◆ What this task involves: Quote exactly the lines spanning from the top of the data below to the line that contains "loaded profile. The", including both.
Records for this exercise START
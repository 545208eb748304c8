//! Onboarding: first-run wizard state and its persistence.
//!
//! The gates (`is_onboarding_completed`, `should_show_onboarding`,
//! `is_onboarding_required`) are pure functions over a loaded profile. The
//! `OnboardingResolver` loads profiles and goals from the document store and
//! performs the complete / skip / auto-save writes.

pub mod gate;
pub mod model;
pub mod resolver;
pub mod steps;

pub use gate::{is_onboarding_completed, is_onboarding_required, should_show_onboarding};
pub use model::{
    Demographics, Equipment, FitnessGoal, FitnessLevel, Measurements, OnboardingData,
    OnboardingProgress, PreferredTime, SchedulePreference, UserProfile,
};
pub use resolver::{OnboardingResolver, OnboardingStatus};
pub use steps::OnboardingStep;
//! Query evaluation shared by every backend.
//!
//! Backends may push filters down to their own engine, but ordering and
//! limits always go through `sort_and_limit` so all stores agree on order.

use std::cmp::Ordering;

use chrono::{DateTime, Utc};
use serde_json::Value;

use super::traits::{Direction, Document, Fields, OrderBy, Query, SortKind};
use crate::timestamp;

/// Whether a document's fields satisfy every equality filter.
///
/// Numbers compare by value, so `3` matches `3.0` as it does in SQL.
pub fn matches(fields: &Fields, filters: &[(String, Value)]) -> bool {
    filters.iter().all(|(field, expected)| {
        fields
            .get(field)
            .is_some_and(|actual| values_equal(actual, expected))
    })
}

fn values_equal(a: &Value, b: &Value) -> bool {
    match (a, b) {
        (Value::Number(x), Value::Number(y)) => match (x.as_f64(), y.as_f64()) {
            (Some(x), Some(y)) => x == y,
            _ => x == y,
        },
        _ => a == b,
    }
}

/// Filter, order, and limit an id-ordered set of documents.
pub fn apply(docs: Vec<Document>, query: &Query) -> Vec<Document> {
    let filtered = docs
        .into_iter()
        .filter(|d| matches(&d.fields, &query.filters))
        .collect();
    sort_and_limit(filtered, query)
}

/// Order and limit documents that already passed the filters.
///
/// The sort is stable, so ties keep the incoming (id) order.
pub fn sort_and_limit(mut docs: Vec<Document>, query: &Query) -> Vec<Document> {
    if let Some(order) = &query.order_by {
        docs.sort_by(|a, b| compare_documents(a, b, order));
    }
    if let Some(limit) = query.limit {
        docs.truncate(limit);
    }
    docs
}

/// Compare two documents by an order-by clause.
///
/// Documents missing the field sort last in either direction. A null counts
/// as missing, and so does any value that is not an instant when ordering by
/// `SortKind::Instant`.
pub fn compare_documents(a: &Document, b: &Document, order: &OrderBy) -> Ordering {
    let ord = match order.kind {
        SortKind::Value => present_last(
            sort_value(a, &order.field),
            sort_value(b, &order.field),
            |x, y| compare_values(x, y),
        ),
        SortKind::Instant => present_last(
            sort_value(a, &order.field).and_then(timestamp::decode),
            sort_value(b, &order.field).and_then(timestamp::decode),
            |x, y| x.cmp(y),
        ),
    };
    match (ord, order.direction) {
        (Presence::Both(ord), Direction::Ascending) => ord,
        (Presence::Both(ord), Direction::Descending) => ord.reverse(),
        (Presence::Fixed(ord), _) => ord,
    }
}

fn sort_value<'a>(doc: &'a Document, field: &str) -> Option<&'a Value> {
    doc.get(field).filter(|v| !v.is_null())
}

enum Presence {
    /// Both sides present; subject to the sort direction.
    Both(Ordering),
    /// At least one side missing; missing always goes last.
    Fixed(Ordering),
}

fn present_last<T>(a: Option<T>, b: Option<T>, cmp: impl Fn(&T, &T) -> Ordering) -> Presence {
    match (a, b) {
        (None, None) => Presence::Fixed(Ordering::Equal),
        (Some(_), None) => Presence::Fixed(Ordering::Less),
        (None, Some(_)) => Presence::Fixed(Ordering::Greater),
        (Some(x), Some(y)) => Presence::Both(cmp(&x, &y)),
    }
}

#[derive(Debug)]
enum SortKey<'a> {
    Number(f64),
    Instant(DateTime<Utc>),
    Text(&'a str),
    Other(String),
}

impl SortKey<'_> {
    fn rank(&self) -> u8 {
        match self {
            Self::Number(_) => 0,
            Self::Instant(_) => 1,
            Self::Text(_) => 2,
            Self::Other(_) => 3,
        }
    }
}

fn sort_key(value: &Value) -> SortKey<'_> {
    if let Some(at) = timestamp::decode(value) {
        return SortKey::Instant(at);
    }
    match value {
        Value::Number(n) => SortKey::Number(n.as_f64().unwrap_or(0.0)),
        Value::String(s) => SortKey::Text(s),
        other => SortKey::Other(other.to_string()),
    }
}

/// Total order over stored values: instants as instants, numbers numerically,
/// strings lexically, mixed kinds by kind.
pub fn compare_values(a: &Value, b: &Value) -> Ordering {
    match (sort_key(a), sort_key(b)) {
        (SortKey::Instant(x), SortKey::Instant(y)) => x.cmp(&y),
        (SortKey::Number(x), SortKey::Number(y)) => x.total_cmp(&y),
        (SortKey::Text(x), SortKey::Text(y)) => x.cmp(y),
        (SortKey::Other(x), SortKey::Other(y)) => x.cmp(&y),
        (x, y) => x.rank().cmp(&y.rank()),
    }
}
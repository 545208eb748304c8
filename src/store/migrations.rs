//! Version-tracked schema migrations for the libSQL document store.
//!
//! Each migration has a version number and SQL. `run_migrations()` reads the
//! highest applied version and applies only newer ones, in order.

use libsql::Connection;

use crate::error::StoreError;

/// A single migration step.
struct Migration {
    version: i64,
    name: &'static str,
    sql: &'static str,
}

/// All migrations in order. Add new versions to the end.
static MIGRATIONS: &[Migration] = &[
    Migration {
        version: 1,
        name: "documents",
        sql: r#"
            CREATE TABLE IF NOT EXISTS documents (
                collection TEXT NOT NULL,
                id TEXT NOT NULL,
                fields TEXT NOT NULL DEFAULT '{}',
                created_at TEXT NOT NULL,
                updated_at TEXT NOT NULL,
                PRIMARY KEY (collection, id)
            );
            CREATE INDEX IF NOT EXISTS idx_documents_collection ON documents(collection);
        "#,
    },
    Migration {
        version: 2,
        name: "user_lookup_index",
        sql: r#"
            CREATE INDEX IF NOT EXISTS idx_documents_user
                ON documents(collection, json_extract(fields, '$.userId'));
        "#,
    },
];

/// Latest schema version known to this build.
pub fn latest_version() -> i64 {
    MIGRATIONS.last().map(|m| m.version).unwrap_or(0)
}

/// Create the tracking table and apply every pending migration.
pub async fn run_migrations(conn: &Connection) -> Result<(), StoreError> {
    conn.execute(
        "CREATE TABLE IF NOT EXISTS _migrations (
            version INTEGER PRIMARY KEY,
            name TEXT NOT NULL,
            applied_at TEXT NOT NULL DEFAULT (datetime('now'))
        )",
        (),
    )
    .await
    .map_err(|e| StoreError::Migration(format!("Failed to create _migrations table: {e}")))?;

    let current_version = get_current_version(conn).await?;

    for migration in MIGRATIONS {
        if migration.version > current_version {
            tracing::info!(
                version = migration.version,
                name = migration.name,
                "Applying migration"
            );
            conn.execute_batch(migration.sql).await.map_err(|e| {
                StoreError::Migration(format!(
                    "Migration V{} ({}) failed: {e}",
                    migration.version, migration.name
                ))
            })?;
            seed_version(conn, migration.version, migration.name).await?;
        }
    }

    tracing::debug!(version = latest_version(), "Document store schema up to date");
    Ok(())
}

/// Get the highest applied migration version, or 0 if none.
pub(crate) async fn get_current_version(conn: &Connection) -> Result<i64, StoreError> {
    let mut rows = conn
        .query("SELECT COALESCE(MAX(version), 0) FROM _migrations", ())
        .await
        .map_err(|e| StoreError::Migration(format!("Failed to query migration version: {e}")))?;

    let row = rows
        .next()
        .await
        .map_err(|e| StoreError::Migration(format!("Failed to read migration version: {e}")))?;

    match row {
        Some(row) => row
            .get::<i64>(0)
            .map_err(|e| StoreError::Migration(format!("Bad migration version: {e}"))),
        None => Ok(0),
    }
}

async fn seed_version(conn: &Connection, version: i64, name: &str) -> Result<(), StoreError> {
    conn.execute(
        "INSERT OR IGNORE INTO _migrations (version, name) VALUES (?1, ?2)",
        libsql::params![version, name],
    )
    .await
    .map_err(|e| StoreError::Migration(format!("Failed to record migration V{version}: {e}")))?;
    Ok(())
}
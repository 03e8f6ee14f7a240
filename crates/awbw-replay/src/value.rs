//! Value trees produced by the PHP decoder.
//!
//! PHP does not distinguish sequential arrays from associative ones, so both
//! decode to an ordered list of `(key, value)` pairs. Key order is the order
//! in which the pairs were encountered in the input.

use std::fmt;

/// Array/object key. PHP only allows integer and string keys.
#[derive(Debug, Clone, PartialEq, Eq, Hash)]
pub enum Key {
    Int(i64),
    Text(String),
}

impl fmt::Display for Key {
    fn fmt(&self, f: &mut fmt::Formatter<'_>) -> fmt::Result {
        match self {
            Key::Int(i) => write!(f, "{i}"),
            Key::Text(s) => f.write_str(s),
        }
    }
}

impl From<i64> for Key {
    fn from(i: i64) -> Self {
        Key::Int(i)
    }
}

impl From<&str> for Key {
    fn from(s: &str) -> Self {
        Key::Text(s.to_owned())
    }
}

impl From<String> for Key {
    fn from(s: String) -> Self {
        Key::Text(s)
    }
}

/// A decoded, not yet normalized, PHP value.
#[derive(Debug, Clone, PartialEq)]
pub enum SerializedValue {
    Null,
    Bool(bool),
    Int(i64),
    Float(f64),
    Text(String),
    List(Vec<(Key, SerializedValue)>),
    /// Named object: `O:<len>:"<class>":<count>:{...}`.
    Object {
        class: String,
        fields: Vec<(Key, SerializedValue)>,
    },
}

/// A sanitized value: the same tree with every named object flattened into
/// a plain [`Value::List`].
#[derive(Debug, Clone, PartialEq)]
pub enum Value {
    Null,
    Bool(bool),
    Int(i64),
    Float(f64),
    Text(String),
    List(Vec<(Key, Value)>),
}

impl Value {
    pub fn as_list(&self) -> Option<&[(Key, Value)]> {
        match self {
            Value::List(entries) => Some(entries),
            _ => None,
        }
    }

    pub fn as_str(&self) -> Option<&str> {
        match self {
            Value::Text(s) => Some(s),
            _ => None,
        }
    }

    pub fn as_i64(&self) -> Option<i64> {
        match self {
            Value::Int(i) => Some(*i),
            _ => None,
        }
    }

    /// Looks up the first entry with the given key in a list.
    ///
    /// Returns `None` for leaves and for lists without the key.
    pub fn get(&self, key: impl Into<Key>) -> Option<&Value> {
        let key = key.into();
        self.as_list()?
            .iter()
            .find(|(k, _)| *k == key)
            .map(|(_, v)| v)
    }
}

impl SerializedValue {
    /// Class name for object nodes.
    pub fn class_name(&self) -> Option<&str> {
        match self {
            SerializedValue::Object { class, .. } => Some(class),
            _ => None,
        }
    }

    /// Key/value pairs of a list or object node.
    pub fn entries(&self) -> Option<&[(Key, SerializedValue)]> {
        match self {
            SerializedValue::List(entries) => Some(entries),
            SerializedValue::Object { fields, .. } => Some(fields),
            _ => None,
        }
    }
}

impl From<Value> for SerializedValue {
    fn from(value: Value) -> Self {
        match value {
            Value::Null => SerializedValue::Null,
            Value::Bool(b) => SerializedValue::Bool(b),
            Value::Int(i) => SerializedValue::Int(i),
            Value::Float(f) => SerializedValue::Float(f),
            Value::Text(s) => SerializedValue::Text(s),
            Value::List(entries) => SerializedValue::List(
                entries
                    .into_iter()
                    .map(|(k, v)| (k, SerializedValue::from(v)))
                    .collect(),
            ),
        }
    }
}

impl From<i64> for Value {
    fn from(i: i64) -> Self {
        Value::Int(i)
    }
}

impl From<&str> for Value {
    fn from(s: &str) -> Self {
        Value::Text(s.to_owned())
    }
}

impl From<bool> for Value {
    fn from(b: bool) -> Self {
        Value::Bool(b)
    }
}

#[cfg(test)]
mod tests {
    use super::*;

    #[test]
    fn get_finds_first_matching_key() {
        let value = Value::List(vec![
            (Key::Int(0), Value::from("zero")),
            (Key::from("funds"), Value::Int(1000)),
            (Key::from("funds"), Value::Int(2000)),
        ]);
        assert_eq!(value.get(0i64), Some(&Value::from("zero")));
        assert_eq!(value.get("funds").and_then(Value::as_i64), Some(1000));
        assert_eq!(value.get("missing"), None);
        assert_eq!(Value::Int(1).get(0i64), None);
    }

    #[test]
    fn lifting_a_sanitized_tree_keeps_shape() {
        let value = Value::List(vec![(
            Key::Int(0),
            Value::List(vec![(Key::from("a"), Value::Float(1.5))]),
        )]);
        let lifted = SerializedValue::from(value);
        assert_eq!(
            lifted,
            SerializedValue::List(vec![(
                Key::Int(0),
                SerializedValue::List(vec![(Key::from("a"), SerializedValue::Float(1.5))]),
            )])
        );
        assert_eq!(lifted.class_name(), None);
    }

    #[test]
    fn key_display() {
        assert_eq!(Key::Int(-3).to_string(), "-3");
        assert_eq!(Key::from("units_x").to_string(), "units_x");
    }
}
Records for this exercise END
◆ Result for this exercise:
repository 545208eb748304c8
//! Onboarding: first-run wizard state and its persistence.
//!
//! The gates (`is_onboarding_completed`, `should_show_onboarding`,
//! `is_onboarding_required`) are pure functions over a loaded profile. The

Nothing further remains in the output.